ROME—It wasn’t exactly your usual TED talk with the narrator moving suavely around a carpeted stage, a radio mic poised at his cheek. Instead, in what was Pope Francis’s first TED talk, the pontiff stared into a fixed camera in a very Italian ornate chair in front of a not-so-neatly-arranged book shelf that looked entirely like it might have come from IKEA.
“Good evening,” he said, as his talk beamed to the surprised audience in Vancouver who had not expected to hear the perorations of a pontiff. “Or good morning, I’m not sure what time it is there.”
The theme of TED2017 is “The Future is You,” which touches on favorite themes for Francis. He used the opportunity to warn that commercialism and products should not rule the development of technology, which could be used to make people’s lives better, not replace the human touch. And to warn politicians not to get punch drunk on power.
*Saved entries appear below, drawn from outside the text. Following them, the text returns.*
// Aspect layers
//
//  Copyright (C) 2014-2023 Ryan Specialty, LLC.
//
//  This file is part of WEAVER.
//
//  This program is free software: you can redistribute it and/or modify
//  it under the terms of the GNU General Public License as published by
//  the Free Software Foundation, either version 3 of the License, or
//  (at your option) any later version.
//
//  This program is distributed in the hope that it will be useful,
//  but WITHOUT ANY WARRANTY; without even the implied warranty of
//  MERCHANTABILITY or FITNESS FOR A PARTICULAR PURPOSE.  See the
//  GNU General Public License for more details.
//
//  You should have received a copy of the GNU General Public License
//  along with this program.  If not, see <http://www.gnu.org/licenses/>.

//! Layers and their order.
//!
//! A [`Layer`] identifies the aspect
//!   (and optionally a named sub-layer of that aspect)
//!   that contributes a declaration.
//! The order in which layers apply is supplied as input through a
//!   [`LayerOrder`];
//!     the linker never computes it.
//!
//! Every declaration of a member is assigned a [`LayerPos`]:
//!   position `0` is reserved for the source declaration,
//!   and the `i`th layer of the order is at position `i+1`.
//! Positions are small integers so that the resolver can find `Base`,
//!   `Self` and `Final` by index arithmetic.

use super::error::LinkError;
use crate::{
    global,
    span::UNKNOWN_SPAN,
    syntax::ast::{CompilationUnit, ExprKind},
};
use fxhash::FxHashMap;
use std::fmt::{self, Display};

/// Name of the assembly attribute supplying the layer order.
pub const LAYER_ORDER_ATTR: &str = "LayerOrder";

/// An aspect layer,
///   written `aspect` or `aspect:sublayer`.
#[derive(Debug, Clone, PartialEq, Eq, Hash, PartialOrd, Ord)]
pub struct Layer {
    aspect: String,
    sub: Option<String>,
}

impl Layer {
    pub fn new<A: Into<String>>(aspect: A, sub: Option<String>) -> Self {
        Self {
            aspect: aspect.into(),
            sub,
        }
    }

    /// Parse the textual form of a layer.
    ///
    /// Both the aspect and any sub-layer must be non-empty identifiers.
    pub fn parse(s: &str) -> Option<Self> {
        let is_ident = |part: &str| {
            !part.is_empty()
                && part.chars().all(|c| c.is_ascii_alphanumeric() || c == '_')
        };

        match s.split_once(':') {
            Some((aspect, sub)) if is_ident(aspect) && is_ident(sub) => {
                Some(Self::new(aspect, Some(sub.into())))
            }
            None if is_ident(s) => Some(Self::new(s, None)),
            _ => None,
        }
    }

    pub fn aspect(&self) -> &str {
        &self.aspect
    }

    pub fn sub(&self) -> Option<&str> {
        self.sub.as_deref()
    }

    /// Suffix used to name a retained declaration of this layer,
    ///   e.g. `Logging_Enter`.
    pub fn suffix(&self) -> String {
        match &self.sub {
            Some(sub) => format!("{}_{}", self.aspect, sub),
            None => self.aspect.clone(),
        }
    }
}

impl Display for Layer {
    fn fmt(&self, f: &mut fmt::Formatter<'_>) -> fmt::Result {
        match &self.sub {
            Some(sub) => write!(f, "{}:{}", self.aspect, sub),
            None => write!(f, "{}", self.aspect),
        }
    }
}

/// Position of a declaration within an override chain.
#[derive(Debug, Clone, Copy, PartialEq, Eq, PartialOrd, Ord, Hash)]
pub struct LayerPos(global::LayerPosSize);

impl LayerPos {
    /// Position of the source declaration.
    pub const SOURCE: Self = Self(0);

    /// Position of the `index`th layer of a [`LayerOrder`].
    fn of_layer(index: usize) -> Option<Self> {
        global::LayerPosSize::try_from(index + 1).ok().map(Self)
    }

    pub fn is_source(self) -> bool {
        self == Self::SOURCE
    }

    /// Index into a [`LayerOrder`],
    ///   or [`None`] for the source position.
    pub fn layer_index(self) -> Option<usize> {
        (self.0 as usize).checked_sub(1)
    }
}

impl Display for LayerPos {
    fn fmt(&self, f: &mut fmt::Formatter<'_>) -> fmt::Result {
        write!(f, "@{}", self.0)
    }
}

/// Failure to find a layer in a [`LayerOrder`].
#[derive(Debug, Clone, Copy, PartialEq, Eq)]
pub enum LayerLookupError {
    /// The layer does not appear in the order.
    Unknown,

    /// The layer appears more than once,
    ///   which would require it to both precede and follow other
    ///   layers.
    Ambiguous,
}

/// Total order of layers,
///   innermost (first applied) first.
#[derive(Debug, Clone, Default, PartialEq, Eq)]
pub struct LayerOrder {
    layers: Vec<Layer>,
    index: FxHashMap<Layer, Result<LayerPos, LayerLookupError>>,
}

impl LayerOrder {
    /// Build an order from layers listed innermost first.
    ///
    /// Layers listed more than once are retained,
    ///   but any lookup of them fails with
    ///   [`LayerLookupError::Ambiguous`];
    ///     this is fatal only to the members that use them.
    pub fn new(layers: Vec<Layer>) -> Option<Self> {
        let mut index = FxHashMap::default();

        for (i, layer) in layers.iter().enumerate() {
            let pos = LayerPos::of_layer(i)?;

            index
                .entry(layer.clone())
                .and_modify(|found| *found = Err(LayerLookupError::Ambiguous))
                .or_insert(Ok(pos));
        }

        Some(Self { layers, index })
    }

    /// Read the order from the unit's `LayerOrder` assembly attributes.
    ///
    /// Multiple attributes are concatenated in source order.
    /// A unit without the attribute has an empty order.
    pub fn from_unit(unit: &CompilationUnit) -> Result<Self, LinkError> {
        let mut layers = Vec::new();
        let mut last_span = None;

        for attr in unit
            .attrs
            .iter()
            .filter(|attr| attr.name.name == LAYER_ORDER_ATTR)
        {
            last_span = Some(attr.span);

            for arg in &attr.args {
                let layer = match &arg.kind {
                    ExprKind::Str(s) => Layer::parse(s),
                    _ => None,
                };

                layers.push(layer.ok_or(LinkError::InvalidLayerName(arg.span))?);
            }
        }

        let count = layers.len();

        Self::new(layers).ok_or_else(|| {
            LinkError::TooManyLayers(last_span.unwrap_or(UNKNOWN_SPAN), count)
        })
    }

    /// Position of `layer`.
    pub fn position(&self, layer: &Layer) -> Result<LayerPos, LayerLookupError> {
        self.index
            .get(layer)
            .copied()
            .unwrap_or(Err(LayerLookupError::Unknown))
    }

    /// Layer at the given position,
    ///   or [`None`] for the source position.
    pub fn layer(&self, pos: LayerPos) -> Option<&Layer> {
        pos.layer_index().and_then(|i| self.layers.get(i))
    }

    pub fn len(&self) -> usize {
        self.layers.len()
    }

    pub fn is_empty(&self) -> bool {
        self.layers.is_empty()
    }
}

#[cfg(test)]
mod test {
    use super::*;
    use crate::{span::dummy::DUMMY_CONTEXT, syntax::parse::parse};

    fn l(s: &str) -> Layer {
        Layer::parse(s).unwrap()
    }

    #[test]
    fn parses_layer_names() {
        assert_eq!(Some(Layer::new("A", None)), Layer::parse("A"));
        assert_eq!(
            Some(Layer::new("Log", Some("Enter".into()))),
            Layer::parse("Log:Enter")
        );
        assert_eq!(None, Layer::parse(""));
        assert_eq!(None, Layer::parse("A:"));
        assert_eq!(None, Layer::parse(":B"));
        assert_eq!(None, Layer::parse("A:B:C"));
        assert_eq!(None, Layer::parse("A B"));
    }

    #[test]
    fn display_and_suffix() {
        assert_eq!("Log:Enter", l("Log:Enter").to_string());
        assert_eq!("Log_Enter", l("Log:Enter").suffix());
        assert_eq!("Log", l("Log").suffix());
    }

    #[test]
    fn positions_follow_order_after_source() {
        let sut = LayerOrder::new(vec![l("A"), l("B:X"), l("C")]).unwrap();

        let a = sut.position(&l("A")).unwrap();
        let b = sut.position(&l("B:X")).unwrap();
        let c = sut.position(&l("C")).unwrap();

        assert!(LayerPos::SOURCE < a && a < b && b < c);
        assert_eq!(Some(&l("B:X")), sut.layer(b));
        assert_eq!(None, sut.layer(LayerPos::SOURCE));
        assert_eq!(Some(1), b.layer_index());
    }

    #[test]
    fn unknown_and_duplicate_layers_fail_lookup() {
        let sut = LayerOrder::new(vec![l("A"), l("B"), l("A")]).unwrap();

        assert_eq!(Err(LayerLookupError::Unknown), sut.position(&l("Z")));
        assert_eq!(Err(LayerLookupError::Ambiguous), sut.position(&l("A")));
        assert!(sut.position(&l("B")).is_ok());
    }

    #[test]
    fn reads_order_from_assembly_attributes() {
        let parsed = parse(
            DUMMY_CONTEXT,
            r#"[assembly: LayerOrder("A", "B:Sub")]
               [assembly: Other(1)]
               [assembly: LayerOrder("C")]"#,
        )
        .unwrap();

        let sut = LayerOrder::from_unit(&parsed.unit).unwrap();

        assert_eq!(3, sut.len());
        assert!(sut.position(&l("A")).unwrap() < sut.position(&l("C")).unwrap());
    }

    #[test]
    fn rejects_malformed_layer_names() {
        let parsed =
            parse(DUMMY_CONTEXT, r#"[assembly: LayerOrder("A", 5)]"#).unwrap();

        assert!(matches!(
            LayerOrder::from_unit(&parsed.unit),
            Err(LinkError::InvalidLayerName(_))
        ));
    }
}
He first compared himself to the many migrants and refugees of today, explaining that he was also the son of Italian immigrants to Argentina and wondering if he could have ended up like so many who are now living in the margins.
“I often find myself wondering: ‘Why them and not me?’ I, myself, was born in a family of migrants; my father, my grandparents, like many other Italians, left for Argentina and met the fate of those who are left with nothing. I could have very well ended up among today's ‘discarded’ people,” he said. “And that's why I always ask myself, deep in my heart: ‘Why them and not me?’.”
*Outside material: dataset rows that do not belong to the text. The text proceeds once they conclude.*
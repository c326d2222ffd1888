// Global configuration
//
//  Copyright (C) 2014-2023 Ryan Specialty, LLC.
//
//  This file is part of WEAVER.
//
//  This program is free software: you can redistribute it and/or modify
//  it under the terms of the GNU General Public License as published by
//  the Free Software Foundation, either version 3 of the License, or
//  (at your option) any later version.
//
//  This program is distributed in the hope that it will be useful,
//  but WITHOUT ANY WARRANTY; without even the implied warranty of
//  MERCHANTABILITY or FITNESS FOR A PARTICULAR PURPOSE.  See the
//  GNU General Public License for more details.
//
//  You should have received a copy of the GNU General Public License
//  along with this program.  If not, see <http://www.gnu.org/licenses/>.

//! System-wide static configuration.
//!
//! This module provides a system-wide configuration.
//! Subsystems should reference these values rather than defining their own
//!   and risk incompatibilities or maintenance issues as requirements
//!   change.
//!
//! By convention,
//!   import this entire module rather than individual members and reference
//!   them as `global::foo` to emphasize their nature and risk.

/// A size capable of representing every source file loaded into a single
///   linker invocation.
pub type SourceCtxSize = u16;

/// A size capable of representing the byte length of any source file.
pub type SourceFileSize = u32;

/// A size capable of representing the byte length of a single token or
///   syntactic construct that a diagnostic may wish to point at.
///
/// Longer constructs are truncated to this length;
///   a diagnostic only needs to locate the beginning of an entity.
pub type FrontendTokenLength = u16;

/// A size capable of representing every expression node of a
///   compilation unit,
///     including nodes cloned while inlining.
pub type NodeIdSize = u32;

/// A size capable of representing every aspect layer applied to a
///   compilation unit,
///     plus one for the source declaration.
pub type LayerPosSize = u16;

/// A size capable of representing every logical member of a compilation
///   unit.
pub type MemberIdSize = u32;

/// Maximum number of evaluation steps taken by the evaluator before
///   giving up.
///
/// This exists to ensure that tests and `weaveld --eval` terminate even
///   when given a program that does not.
pub const EVAL_FUEL: u64 = 1_000_000;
He then moved on to the importance of the development of new technology. “How wonderful would it be if the growth of scientific and technological innovation would come along with more equality and social inclusion,” he said. “How wonderful would it be, while we discover faraway planets, to rediscover the needs of the brothers and sisters orbiting around us.”
Francis then embraced one of his favorite themes: changing the culture of waste. “Only by educating people to a true solidarity will we be able to overcome the ‘culture of waste,’ which doesn't concern only food and goods but, first and foremost, the people who are cast aside by our techno-economic systems which, without even realizing it, are now putting products at their core, instead of people.”
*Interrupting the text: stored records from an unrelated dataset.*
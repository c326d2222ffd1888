// Tests for the source printer
//
//  Copyright (C) 2014-2023 Ryan Specialty, LLC.
//
//  This file is part of WEAVER.
//
//  This program is free software: you can redistribute it and/or modify
//  it under the terms of the GNU General Public License as published by
//  the Free Software Foundation, either version 3 of the License, or
//  (at your option) any later version.
//
//  This program is distributed in the hope that it will be useful,
//  but WITHOUT ANY WARRANTY; without even the implied warranty of
//  MERCHANTABILITY or FITNESS FOR A PARTICULAR PURPOSE.  See the
//  GNU General Public License for more details.
//
//  You should have received a copy of the GNU General Public License
//  along with this program.  If not, see <http://www.gnu.org/licenses/>.

use super::*;
use crate::{span::dummy::DUMMY_CONTEXT, syntax::parse::parse};

fn roundtrip(src: &str) -> String {
    let parsed = parse(DUMMY_CONTEXT, src).unwrap();
    print_unit(&parsed.unit, &parsed.links)
}

#[test]
fn prints_allman_style_unit() {
    let src = r#"[assembly: LayerOrder("A", "B:Sub")] public class Foo : Bar {
        [NotDiscardable] private int x = 1;
        public virtual int Get(int a, ref int b) { if (a < b) return a; else { b = 2; } return b; }
        public int P { get { return x; } set { x = value; } }
        public event Handler E { add { } remove { } }
    }"#;

    assert_eq!(
        r#"[assembly: LayerOrder("A", "B:Sub")]

public class Foo : Bar
{
    [NotDiscardable]
    private int x = 1;

    public virtual int Get(int a, ref int b)
    {
        if (a < b)
            return a;
        else
        {
            b = 2;
        }
        return b;
    }

    public int P
    {
        get
        {
            return x;
        }
        set
        {
            x = value;
        }
    }

    public event Handler E
    {
        add
        {
        }
        remove
        {
        }
    }
}
"#,
        roundtrip(src),
    );
}

#[test]
fn printing_is_stable_across_reparse() {
    let src = r#"class Foo {
        void Bar(out int r) {
            for (var i = 0; i < 10; i++) { continue; }
            try { throw "x\n"; } catch (Exception e) { } finally { r = -(-1); }
            again: while (!done && (a || b)) goto again;
            x = (a + b) * c - (d - e);
            y = (int)(a + b);
            z = (int)(-a);
            link(Bar, base, inline)(out r);
        }
    }"#;

    let first = roundtrip(src);
    let second = roundtrip(&first);

    assert_eq!(first, second);
}

#[test]
fn parenthesizes_only_where_required() {
    let out = roundtrip(
        "class Foo { void Bar() { x = (a + b) * c - (d - e) + (f * g); } }",
    );

    assert!(out.contains("x = (a + b) * c - (d - e) + f * g;\n"), "{out}");
}

#[test]
fn nested_if_keeps_else_binding() {
    let out = roundtrip(
        "class Foo { void Bar() { if (a) { if (b) x(); } else y(); } }",
    );

    let reparsed = roundtrip(&out);
    assert_eq!(out, reparsed);
    assert!(out.contains(
        "        if (a)\n        \
         {\n            \
         if (b)\n                \
         x();\n        \
         }\n        \
         else\n            \
         y();\n"
    ), "{out}");
}

#[test]
fn prints_link_markers_from_table() {
    let out = roundtrip(
        "class Foo { int P { get { return link(P, base); } set { link(P, final, noinline) = value; } } }",
    );

    assert!(out.contains("return link(P, base);"), "{out}");
    assert!(out.contains("link(P, final, noinline) = value;"), "{out}");
}

#[test]
fn link_without_marker_prints_selector() {
    let parsed = parse(DUMMY_CONTEXT, "class Foo { void Bar() { link(Bar, self)(); } }")
        .unwrap();

    let out = print_unit(&parsed.unit, &LinkTable::new());

    assert!(out.contains("        Bar();\n"), "{out}");
}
Midway through his 18-minute talk, he introduced another favorite theme: hope. “To Christians, the future does have a name, and its name is Hope. Feeling hopeful does not mean to be optimistically naïve and ignore the tragedy humanity is facing,” he said. “Hope is a humble, hidden seed of life that, with time, will develop into a large tree. It is like some invisible yeast that allows the whole dough to grow, that brings flavor to all aspects of life.”
“A single individual is enough for hope to exist, and that individual can be you. And then there will be another ‘you,’ and another ‘you,’ and it turns into an ‘us.’ And so, does hope begin when we have an ‘us?’ No. Hope began with one ‘you.’ When there is an ‘us,’ there begins a revolution.”
Francis, who will be taking a lightening-speed trip to Egypt on Friday, considered by a many a very dangerous trip, then ended with remarks he hoped the world leaders would take to heart. He wasn’t specific, but his listeners in Vancouver—and around the globe—could make their own inferences.
“Please, allow me to say it loud and clear: the more powerful you are, the more your actions will have an impact on people, the more responsible you are to act humbly. If you don’t, your power will ruin you, and you will ruin the other,” said Pope Francis.
“There is a saying in Argentina: ‘Power is like drinking gin on an empty stomach.’ You feel dizzy, you get drunk, you lose your balance, and you will end up hurting yourself and those around you, if you don’t connect your power with humility and tenderness.”
“The future of humankind isn't exclusively in the hands of politicians, of great leaders, of big companies. Yes, they do hold an enormous responsibility. But the future is, most of all, in the hands of those people who recognize the other as a ‘you’ and themselves as part of an ‘us.’ We all need each other.”